# Family Worship for a Complete Newbie



## DCAF (May 10, 2015)

I'm getting married in a few weeks. My fiance and I both want to start doing daily family worship once we marry. The problem is, we don't really know where to start. We had devotions as children but they were irregular and in fits and starts. Can someone give me a brief explanation of family worship from a Reformed perspective and how to go about it?

Currently we do the following things outside our normal church/bible study schedule:

Me: When I wake up, I briefly pray and then read from the PCUSA lectionary for that day. I choose a passage from the lectionary and meditate on it for a few minutes before I start my day.

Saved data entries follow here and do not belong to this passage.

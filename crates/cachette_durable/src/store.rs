//! The interface consumed from a persistent key/value store.

use crate::error::StoreError;

/// A persistent, byte-level key/value store.
///
/// This is the full extent of what the cache requires from its durable backing:
/// point reads and writes, removal, and enumeration of keys by prefix (used only
/// by the tag-invalidation sweep, since the store has no secondary index on
/// tags).
///
/// Implementations may fail freely — quota exhaustion, disabled storage, a
/// vanished directory. [`DurableTier`](crate::DurableTier) treats every failure
/// as a miss (reads) or a no-op (writes), so implementations should report
/// errors honestly rather than paper over them.
pub trait DurableStore: Send + Sync {
    /// Returns the bytes stored under `key`, or `None` if the key is absent.
    fn read(&self, key: &str) -> Result<Option<Vec<u8>>, StoreError>;

    /// Stores `bytes` under `key`, overwriting any previous value.
    fn write(&self, key: &str, bytes: &[u8]) -> Result<(), StoreError>;

    /// Removes the value stored under `key`.
    ///
    /// Removing an absent key succeeds.
    fn remove(&self, key: &str) -> Result<(), StoreError>;

    /// Returns every stored key that starts with `prefix`.
    fn keys_with_prefix(&self, prefix: &str) -> Result<Vec<String>, StoreError>;
}
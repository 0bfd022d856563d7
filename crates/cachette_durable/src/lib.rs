//! Durable key/value tier for the cachette tiered cache.
//!
//! This crate provides the slow-but-persistent second tier of the cache. It is
//! built from two pieces:
//!
//! - [`DurableStore`]: the narrow interface the cache consumes from a persistent
//!   key/value store — byte-level get, set, remove and enumerate-by-prefix. The
//!   built-in [`FsStore`] persists one file per key under a root directory.
//! - [`DurableTier`]: a [`CacheTier`](cachette_tier::CacheTier) over any
//!   `DurableStore`, adding a key namespace and a versioned serialization
//!   envelope.
//!
//! The tier is defensive by design: a failing or missing store never surfaces an
//! error to the cache. Reads that fail for any reason (store unavailable,
//! malformed bytes, incompatible envelope version) degrade to a miss, and corrupt
//! entries are deleted so they are not repeatedly decoded. Writes that fail are
//! logged and dropped. External eviction of durable entries — a store reclaiming
//! space on its own — is therefore an expected condition, not a corruption.
//!
//! Entries are persisted as a JSON envelope carrying a schema version alongside
//! the write timestamp, TTL and tags, so a format change is detected and the
//! entry discarded rather than misinterpreted.

pub mod error;
mod envelope;
pub mod fs;
pub mod store;
pub mod tier;

#[cfg(any(feature = "test-util", test))]
pub mod testing;

#[doc(inline)]
pub use error::StoreError;
#[doc(inline)]
pub use fs::FsStore;
#[doc(inline)]
pub use store::DurableStore;
#[doc(inline)]
pub use tier::DurableTier;
//! The bounded in-memory tier implementation.

use std::collections::HashMap;
use std::fmt;
use std::hash::Hash;
use std::sync::Arc;

use cachette_tier::{CacheEntry, CacheTier, Error};
use parking_lot::Mutex;

use crate::builder::MemoryTierBuilder;

/// A bounded in-memory cache tier.
///
/// Entries are held in a map guarded by a mutex; mutation is serialized, nothing
/// more. When an insert pushes the map past its capacity bound, entries are evicted
/// oldest-write-first (ties broken by insertion order) until the bound holds again.
///
/// Cloning is cheap and clones share the same underlying state.
///
/// # Examples
///
/// ```
/// use cachette_memory::MemoryTier;
/// use cachette_tier::{CacheEntry, CacheTier};
///
/// # futures::executor::block_on(async {
/// let tier = MemoryTier::<String, i32>::new();
///
/// tier.insert(&"key".to_string(), CacheEntry::new(42)).await?;
/// let value = tier.get(&"key".to_string()).await?;
/// assert_eq!(*value.unwrap().value(), 42);
/// # Ok::<(), cachette_tier::Error>(())
/// # });
/// ```
pub struct MemoryTier<K, V> {
    inner: Arc<Mutex<Shared<K, V>>>,
}

struct Shared<K, V> {
    entries: HashMap<K, Slot<V>>,
    max_entries: Option<usize>,
    next_seq: u64,
}

/// An entry plus the insertion sequence number used to break eviction ties.
struct Slot<V> {
    entry: CacheEntry<V>,
    seq: u64,
}

impl<K, V> Clone for MemoryTier<K, V> {
    fn clone(&self) -> Self {
        Self {
            inner: Arc::clone(&self.inner),
        }
    }
}

impl<K, V> fmt::Debug for MemoryTier<K, V> {
    fn fmt(&self, f: &mut fmt::Formatter<'_>) -> fmt::Result {
        let shared = self.inner.lock();
        f.debug_struct("MemoryTier")
            .field("entries", &shared.entries.len())
            .field("max_entries", &shared.max_entries)
            .finish_non_exhaustive()
    }
}

impl<K, V> Default for MemoryTier<K, V>
where
    K: Hash + Eq + Send + Sync + 'static,
    V: Clone + Send + Sync + 'static,
{
    fn default() -> Self {
        Self::new()
    }
}

impl<K, V> MemoryTier<K, V>
where
    K: Hash + Eq + Send + Sync + 'static,
    V: Clone + Send + Sync + 'static,
{
    /// Creates a new unbounded in-memory tier.
    #[must_use]
    pub fn new() -> Self {
        Self::builder().build()
    }

    /// Creates a new in-memory tier with a maximum entry count.
    ///
    /// Once the bound is exceeded, oldest-write-first eviction brings the tier
    /// back down to `max_entries`.
    #[must_use]
    pub fn with_max_entries(max_entries: usize) -> Self {
        Self::builder().max_entries(max_entries).build()
    }

    /// Creates a new builder for configuring an in-memory tier.
    #[must_use]
    pub fn builder() -> MemoryTierBuilder<K, V> {
        MemoryTierBuilder::new()
    }

    /// Constructs a `MemoryTier` from a builder.
    pub(crate) fn from_builder(builder: &MemoryTierBuilder<K, V>) -> Self {
        Self {
            inner: Arc::new(Mutex::new(Shared {
                entries: HashMap::new(),
                max_entries: builder.max_entries,
                next_seq: 0,
            })),
        }
    }
}

impl<K, V> Shared<K, V>
where
    K: Clone + Hash + Eq,
{
    fn evict_over_capacity(&mut self) {
        let Some(max) = self.max_entries else {
            return;
        };
        while self.entries.len() > max {
            // Oldest write timestamp first; entries that were never stamped sort
            // before stamped ones, and the insertion sequence breaks ties.
            let oldest = self
                .entries
                .iter()
                .min_by_key(|(_, slot)| (slot.entry.written_at(), slot.seq))
                .map(|(key, _)| key.clone());
            let Some(key) = oldest else {
                break;
            };
            self.entries.remove(&key);
        }
    }
}

impl<K, V> CacheTier<K, V> for MemoryTier<K, V>
where
    K: Clone + Hash + Eq + Send + Sync + 'static,
    V: Clone + Send + Sync + 'static,
{
    async fn get(&self, key: &K) -> Result<Option<CacheEntry<V>>, Error> {
        Ok(self.inner.lock().entries.get(key).map(|slot| slot.entry.clone()))
    }

    async fn insert(&self, key: &K, entry: CacheEntry<V>) -> Result<(), Error> {
        let mut shared = self.inner.lock();
        let seq = shared.next_seq;
        shared.next_seq += 1;
        shared.entries.insert(key.clone(), Slot { entry, seq });
        shared.evict_over_capacity();
        Ok(())
    }

    async fn invalidate(&self, key: &K) -> Result<(), Error> {
        self.inner.lock().entries.remove(key);
        Ok(())
    }

    async fn invalidate_tags(&self, tags: &[String]) -> Result<u64, Error> {
        let mut shared = self.inner.lock();
        let before = shared.entries.len();
        shared.entries.retain(|_, slot| !slot.entry.has_any_tag(tags));
        Ok((before - shared.entries.len()) as u64)
    }

    async fn clear(&self) -> Result<(), Error> {
        self.inner.lock().entries.clear();
        Ok(())
    }

    fn len(&self) -> Option<u64> {
        Some(self.inner.lock().entries.len() as u64)
    }
}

Wife to be: When she wakes up, she reads her Bible (on one of those read the Bible in a year plans) and prays immediately before bed.

We also do a study the Bible together once a week, going over a few verses and discussing them. We're in the middle of Galatians right now. 

Thoughts?


----------



## Ryan J. Ross (May 10, 2015)

For family worship, I'd recommend praying, reading Scripture, discussing what man is to believe concerning God and what duty He requires of man, singing a psalm or two, and then praying.


----------



## Douglas P. (May 10, 2015)

A Neglected Grace: Family Worship in the Christian Home: Jason Helopoulos, Kevin DeYoung: 9781781912034: Amazon.com: Books 

This would be a great place to start for ideas and encouragement.


----------



## TylerRay (May 10, 2015)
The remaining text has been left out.